She is the last of her kind...
It is not a peaceful time in the Dells. In King City, the young King Nash is clinging to the throne, while rebel lords in the north and south build armies to unseat him. War is coming. And the mountains and forest are filled with spies and thieves. This is where Fire lives, a girl whose beauty is impossibly irresistible and who can control the minds of everyone around her.
Exquisitely romantic, this companion to the highly praised Graceling has an entirely new cast of characters, save for one person who plays a pivotal role in both books. You don't need to have read Graceling to love Fire. But if you haven't, you'll be dying to read it next.
Beth says 5 Stars...
I loved Graceling and was really excited to read Fire. When I picked up the book I was thrown for a loop at first. It wasn't what I was expecting because it didn't seem to relate to Graceling at all, and it really didn't. This feels more like a stand alone novel then a part of a series. It almost reminds me of the relationship between Terrier by Tamora Pierce and her other Tortall novels. Reading the other books adds richness to both stories, but you don't have to have read one to enjoy the other. Once I got over my preconceived notions, the book was fantastic. I think that I might love this one more than Graceling. The concept of monsters was so interesting, and treated in a unique way. The plot was just great. I wasn't expecting the direction that it went, and I appreciated that. It moved without lagging and integrated so much into a seamless whole. There wasn't just one layer of anything; Cashore wove multiple story lines together beautifully. There was always something going on with one of the characters, but it never got to the point of feeling confusing or contrived. My attention was held rapt for the entire course of the book without wandering.

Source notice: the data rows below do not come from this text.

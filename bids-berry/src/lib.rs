#![warn(missing_docs)] // <= 合适时移除它.

//! 核心库. 把原始 MRI 采集目录转换为 BIDS 规范的目录结构,
//! 并提供 CAPS 产物目录的输入清单与路径模板.
//!
//! 该 crate 目前仅提供 `safe` 接口.
//!
//! # 注意
//!
//! 1. 转换逻辑不直接写日志: 每个受试者的逐模态结果收敛为结构化
//!   报告 ([`SubjectReport`] / [`BatchReport`]), 由调用方决定呈现方式.
//!   只有 rescan 剔除这类发现期动作会经 `log` 门面发出警告.
//! 2. 外部工具 (fslsplit / fslmerge) 经 [`tools::VolumeTools`]
//!   特征注入, 测试无需真实 FSL 环境即可覆盖转换分支.
//! 3. 可恢复的跳过情形 (模态缺失/不完整/不支持的布局/已知坏文件)
//!   是值, 不是错误; 错误中只有 FLAIR 多候选歧义会中止整个批次.
//!
//! # 功能速览
//!
//! ### 模态发现与仲裁
//!
//! glob 模式匹配、rescan 剔除、梯度校正优先级选择.
//! 实现位于 `bids-berry/src/discover.rs`.
//!
//! ### 逐模态转换器
//!
//! T1 / FLAIR / fMRI 的单文件转换, 场图的单相位/双相位状态机,
//! DWI 多采集合并 (图像拼接 + sidecar 串接).
//! 实现位于 `bids-berry/src/convert/*`.
//!
//! ### 批量驱动
//!
//! 受试者粒度的转换任务描述与批次执行, 输出目录创建即加锁;
//! 开启 `rayon` feature 后受试者并行.
//! 实现位于 `bids-berry/src/batch.rs`.
//!
//! ### CAPS 输入层
//!
//! 受试者清单/诊断 TSV 解析, 体素/区域/顶点三类特征文件的路径模板
//! 与批量存在性检查. 实现位于 `bids-berry/src/caps.rs`.

/// 固定字符串与 glob 模式.
pub mod consts;

pub mod batch;
pub mod caps;
pub mod convert;
pub mod discover;
pub mod modality;
pub mod prelude;
pub mod report;
pub mod tools;

pub use batch::{convert_subject, run_batch, SubjectSpec};
pub use convert::{Conversion, ConvertError, Converted, SkipReason};
pub use modality::Modality;
pub use report::{BatchReport, ModalityOutcome, SubjectReport};
pub use tools::{FslTools, ToolError, VolumeTools};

The characters were lovely as well. Fire developed so well over the course of the book; I for one was impressed. She matured in what felt like a very natural way, and the situations that forced her to grow up were believable. She became someone that I felt connected to and that I could admire. Then we have the boys. Oh goodness, they were so much fun. Brigan and Archer served perfectly for comparison in their relationships with Fire. Those relationships were so different, yet similar enough. They also both underwent radical changes throughout the course of the novel. I also thought that Arch and the other royals were great characters. They served their purposes perfectly, but they didn't overshadow the main characters unlike in so many other books that I've read.
Overall this book was a fantastic read. I think that after this and Graceling, Cashore has set herself up as a talent in YA fantasy to be both watched and reckoned with. Whether or not you've read Graceling you have to grab Fire right now. You won't be disappointed.